>>

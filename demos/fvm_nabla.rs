use std::f64::consts::PI;
use clap::Parser;
use log::{info, LevelFilter};
use ustencil::execution::Execution;
use ustencil::field::Field;
use ustencil::location::Location;
use ustencil::nabla::{nabla, NablaFields, SignSource};
use ustencil::structured::{CartesianMesh, DualGeometry};




#[derive(Parser)]
#[clap(version = "1.0", author = "J. Zrake <jzrake@clemson.edu>")]
struct Opts {
    /// Number of cells along each side of the periodic unit square
    #[clap(short = 'n', long, default_value = "64")]
    size: usize,

    /// Number of vertical levels
    #[clap(short = 'k', long, default_value = "4")]
    levels: usize,

    /// Size of the thread pool for the parallel run (Rayon's default if absent)
    #[clap(short = 't', long)]
    threads: Option<usize>,

    /// Width of the vertex-to-edge table
    #[clap(short = 'm', long, default_value = "7")]
    max_neighbors: usize,

    #[clap(long, default_value = "info")]
    log_level: LevelFilter,

    /// File to write the CBOR summary to
    #[clap(short, long, default_value = "nabla.cbor")]
    output: String,
}




#[derive(serde::Serialize)]
struct Stats {
    min: f64,
    max: f64,
    mean: f64,
}

impl Stats {
    fn of(field: &Field<f64>) -> Self {
        let (min, max, sum, count) = field
            .iter()
            .fold((f64::MAX, f64::MIN, 0.0, 0), |(a, b, s, n), &x| (a.min(x), b.max(x), s + x, n + 1));
        Self { min, max, mean: sum / count.max(1) as f64 }
    }
}




/**
 * The summary written at the end of a run
 */
#[derive(serde::Serialize)]
struct Summary {
    size: usize,
    num_levels: usize,
    execution: Execution,
    seconds_sequential: f64,
    seconds_parallel: f64,
    max_deviation: f64,
    max_error: f64,
    stokes_residual: f64,
    pnabla_mxx: Stats,
    pnabla_myy: Stats,
}




/**
 * Output buffers for one run of the kernel
 */
struct Run {
    zavgs_mxx: Field<f64>,
    zavgs_myy: Field<f64>,
    pnabla_mxx: Field<f64>,
    pnabla_myy: Field<f64>,
}




// ============================================================================
impl Run {

    fn new(grid: &CartesianMesh, num_levels: usize) -> Self {
        Self {
            zavgs_mxx: Field::zeros(Location::Edge, grid.num_edges(), num_levels),
            zavgs_myy: Field::zeros(Location::Edge, grid.num_edges(), num_levels),
            pnabla_mxx: Field::zeros(Location::Vertex, grid.num_vertices(), num_levels),
            pnabla_myy: Field::zeros(Location::Vertex, grid.num_vertices(), num_levels),
        }
    }

    fn fields<'a>(&'a mut self, geometry: &'a DualGeometry, pp: &'a Field<f64>) -> NablaFields<'a> {
        NablaFields {
            s_mxx: geometry.s_mxx.as_view(),
            s_myy: geometry.s_myy.as_view(),
            zavgs_mxx: self.zavgs_mxx.as_view_mut(),
            zavgs_myy: self.zavgs_myy.as_view_mut(),
            pp: pp.as_view(),
            pnabla_mxx: self.pnabla_mxx.as_view_mut(),
            pnabla_myy: self.pnabla_myy.as_view_mut(),
            vol: geometry.vol.as_view(),
        }
    }
}




// ============================================================================
fn main() -> Result<(), Box<dyn std::error::Error>> {
    let opts = Opts::parse();
    simple_logger::SimpleLogger::new().with_level(opts.log_level).init()?;

    let n = opts.size;
    let dx = 1.0 / n as f64;
    let grid = CartesianMesh::periodic(n, n, (dx, dx));
    let mesh = grid.mesh(opts.max_neighbors)?;
    let geometry = grid.geometry();
    info!("{} grid of {} vertices, spacing {:?}",
        if grid.is_periodic() { "periodic" } else { "bounded" },
        grid.num_vertices(),
        grid.spacing());

    let pp = Field::from_function(Location::Vertex, grid.num_vertices(), opts.levels, |v, k| {
        let (x, y) = grid.vertex_position(v);
        (k + 1) as f64 * (2.0 * PI * x).sin() * (2.0 * PI * y).cos()
    });

    let execution = match opts.threads {
        Some(n) => Execution::with_threads(n),
        None => Execution::parallel(),
    };

    let mut sequential = Run::new(&grid, opts.levels);
    let start = std::time::Instant::now();
    nabla(&mesh, &mut sequential.fields(&geometry, &pp), &SignSource::Connectivity, &Execution::Sequential)?;
    let seconds_sequential = start.elapsed().as_secs_f64();
    info!("sequential kernel: {:.4}s", seconds_sequential);

    let mut parallel = Run::new(&grid, opts.levels);
    let start = std::time::Instant::now();
    nabla(&mesh, &mut parallel.fields(&geometry, &pp), &SignSource::Connectivity, &execution)?;
    let seconds_parallel = start.elapsed().as_secs_f64();
    info!("parallel kernel ({:?}): {:.4}s", execution, seconds_parallel);

    let max_deviation = sequential.pnabla_mxx
        .iter()
        .zip(parallel.pnabla_mxx.iter())
        .chain(sequential.pnabla_myy.iter().zip(parallel.pnabla_myy.iter()))
        .map(|(a, b)| (a - b).abs())
        .fold(0.0, f64::max);

    let mut max_error: f64 = 0.0;
    let mut stokes_residual: f64 = 0.0;

    for v in 0..grid.num_vertices() {
        let (x, y) = grid.vertex_position(v);
        for k in 0..opts.levels {
            let exact = (k + 1) as f64 * 2.0 * PI * (2.0 * PI * x).cos() * (2.0 * PI * y).cos();
            max_error = max_error.max((sequential.pnabla_mxx.at(v, k) - exact).abs());
            stokes_residual += geometry.vol.at(v, 0) * sequential.pnabla_mxx.at(v, k);
        }
    }

    let summary = Summary {
        size: n,
        num_levels: opts.levels,
        execution,
        seconds_sequential,
        seconds_parallel,
        max_deviation,
        max_error,
        stokes_residual,
        pnabla_mxx: Stats::of(&sequential.pnabla_mxx),
        pnabla_myy: Stats::of(&sequential.pnabla_myy),
    };
    info!("pnabla_mxx min={:.6} max={:.6} mean={:.6}", summary.pnabla_mxx.min, summary.pnabla_mxx.max, summary.pnabla_mxx.mean);
    info!("pnabla_myy min={:.6} max={:.6} mean={:.6}", summary.pnabla_myy.min, summary.pnabla_myy.max, summary.pnabla_myy.mean);
    info!("max |sequential - parallel| = {:.3e}", max_deviation);
    info!("max error against the exact gradient = {:.3e}", max_error);
    info!("sum of vol * pnabla_mxx = {:.3e}", stokes_residual);

    let file = std::fs::File::create(&opts.output)?;
    let mut buffer = std::io::BufWriter::new(file);
    ciborium::ser::into_writer(&summary, &mut buffer)?;
    info!("wrote {}", opts.output);
    Ok(())
}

<<

▸ **Your goal**
Produce an exact copy of all the records.

▸ **Solution below**
filename demos/fvm_nabla.rs
use std::f64::consts::PI;
use clap::Parser;
use log::{info, LevelFilter};
use ustencil::execution::Execution;
use ustencil::field::Field;
use ustencil::location::Location;
use ustencil::nabla::{nabla, NablaFields, SignSource};
use ustencil::structured::{CartesianMesh, DualGeometry};




#[derive(Parser)]
#[clap(version = "1.0", author = "J. Zrake <jzrake@clemson.edu>")]
struct Opts {
    /// Number of cells along each side of the periodic unit square
    #[clap(short = 'n', long, default_value = "64")]
    size: usize,

    /// Number of vertical levels
    #[clap(short = 'k', long, default_value = "4")]
    levels: usize,

    /// Size of the thread pool for the parallel run (Rayon's default if absent)
    #[clap(short = 't', long)]
    threads: Option<usize>,

    /// Width of the vertex-to-edge table
    #[clap(short = 'm', long, default_value = "7")]
    max_neighbors: usize,

    #[clap(long, default_value = "info")]
    log_level: LevelFilter,

    /// File to write the CBOR summary to
    #[clap(short, long, default_value = "nabla.cbor")]
    output: String,
}




#[derive(serde::Serialize)]
struct Stats {
    min: f64,
    max: f64,
    mean: f64,
}

impl Stats {
    fn of(field: &Field<f64>) -> Self {
        let (min, max, sum, count) = field
            .iter()
            .fold((f64::MAX, f64::MIN, 0.0, 0), |(a, b, s, n), &x| (a.min(x), b.max(x), s + x, n + 1));
        Self { min, max, mean: sum / count.max(1) as f64 }
    }
}




/**
 * The summary written at the end of a run
 */
#[derive(serde::Serialize)]
struct Summary {
    size: usize,
    num_levels: usize,
    execution: Execution,
    seconds_sequential: f64,
    seconds_parallel: f64,
    max_deviation: f64,
    max_error: f64,
    stokes_residual: f64,
    pnabla_mxx: Stats,
    pnabla_myy: Stats,
}




/**
 * Output buffers for one run of the kernel
 */
struct Run {
    zavgs_mxx: Field<f64>,
    zavgs_myy: Field<f64>,
    pnabla_mxx: Field<f64>,
    pnabla_myy: Field<f64>,
}




// ============================================================================
impl Run {

    fn new(grid: &CartesianMesh, num_levels: usize) -> Self {
        Self {
            zavgs_mxx: Field::zeros(Location::Edge, grid.num_edges(), num_levels),
            zavgs_myy: Field::zeros(Location::Edge, grid.num_edges(), num_levels),
            pnabla_mxx: Field::zeros(Location::Vertex, grid.num_vertices(), num_levels),
            pnabla_myy: Field::zeros(Location::Vertex, grid.num_vertices(), num_levels),
        }
    }

    fn fields<'a>(&'a mut self, geometry: &'a DualGeometry, pp: &'a Field<f64>) -> NablaFields<'a> {
        NablaFields {
            s_mxx: geometry.s_mxx.as_view(),
            s_myy: geometry.s_myy.as_view(),
            zavgs_mxx: self.zavgs_mxx.as_view_mut(),
            zavgs_myy: self.zavgs_myy.as_view_mut(),
            pp: pp.as_view(),
            pnabla_mxx: self.pnabla_mxx.as_view_mut(),
            pnabla_myy: self.pnabla_myy.as_view_mut(),
            vol: geometry.vol.as_view(),
        }
    }
}




// ============================================================================
fn main() -> Result<(), Box<dyn std::error::Error>> {
    let opts = Opts::parse();
    simple_logger::SimpleLogger::new().with_level(opts.log_level).init()?;

    let n = opts.size;
    let dx = 1.0 / n as f64;
    let grid = CartesianMesh::periodic(n, n, (dx, dx));
    let mesh = grid.mesh(opts.max_neighbors)?;
    let geometry = grid.geometry();
    info!("{} grid of {} vertices, spacing {:?}",
        if grid.is_periodic() { "periodic" } else { "bounded" },
        grid.num_vertices(),
        grid.spacing());

    let pp = Field::from_function(Location::Vertex, grid.num_vertices(), opts.levels, |v, k| {
        let (x, y) = grid.vertex_position(v);
        (k + 1) as f64 * (2.0 * PI * x).sin() * (2.0 * PI * y).cos()
    });

    let execution = match opts.threads {
        Some(n) => Execution::with_threads(n),
        None => Execution::parallel(),
    };

    let mut sequential = Run::new(&grid, opts.levels);
    let start = std::time::Instant::now();
    nabla(&mesh, &mut sequential.fields(&geometry, &pp), &SignSource::Connectivity, &Execution::Sequential)?;
    let seconds_sequential = start.elapsed().as_secs_f64();
    info!("sequential kernel: {:.4}s", seconds_sequential);

    let mut parallel = Run::new(&grid, opts.levels);
    let start = std::time::Instant::now();
    nabla(&mesh, &mut parallel.fields(&geometry, &pp), &SignSource::Connectivity, &execution)?;
    let seconds_parallel = start.elapsed().as_secs_f64();
    info!("parallel kernel ({:?}): {:.4}s", execution, seconds_parallel);

    let max_deviation = sequential.pnabla_mxx
        .iter()
        .zip(parallel.pnabla_mxx.iter())
        .chain(sequential.pnabla_myy.iter().zip(parallel.pnabla_myy.iter()))
        .map(|(a, b)| (a - b).abs())
        .fold(0.0, f64::max);

    let mut max_error: f64 = 0.0;
    let mut stokes_residual: f64 = 0.0;

    for v in 0..grid.num_vertices() {
        let (x, y) = grid.vertex_position(v);
        for k in 0..opts.levels {
            let exact = (k + 1) as f64 * 2.0 * PI * (2.0 * PI * x).cos() * (2.0 * PI * y).cos();
            max_error = max_error.max((sequential.pnabla_mxx.at(v, k) - exact).abs());
            stokes_residual += geometry.vol.at(v, 0) * sequential.pnabla_mxx.at(v, k);
        }
    }

    let summary = Summary {
        size: n,
        num_levels: opts.levels,
        execution,
        seconds_sequential,
        seconds_parallel,
        max_deviation,
        max_error,
        stokes_residual,
        pnabla_mxx: Stats::of(&sequential.pnabla_mxx),
        pnabla_myy: Stats::of(&sequential.pnabla_myy),
    };
    info!("pnabla_mxx min={:.6} max={:.6} mean={:.6}", summary.pnabla_mxx.min, summary.pnabla_mxx.max, summary.pnabla_mxx.mean);
    info!("pnabla_myy min={:.6} max={:.6} mean={:.6}", summary.pnabla_myy.min, summary.pnabla_myy.max, summary.pnabla_myy.mean);
    info!("max |sequential - parallel| = {:.3e}", max_deviation);
    info!("max error against the exact gradient = {:.3e}", max_error);
    info!("sum of vol * pnabla_mxx = {:.3e}", stokes_residual);

    let file = std::fs::File::create(&opts.output)?;
    let mut buffer = std::io::BufWriter::new(file);
    ciborium::ser::into_writer(&summary, &mut buffer)?;
    info!("wrote {}", opts.output);
    Ok(())
}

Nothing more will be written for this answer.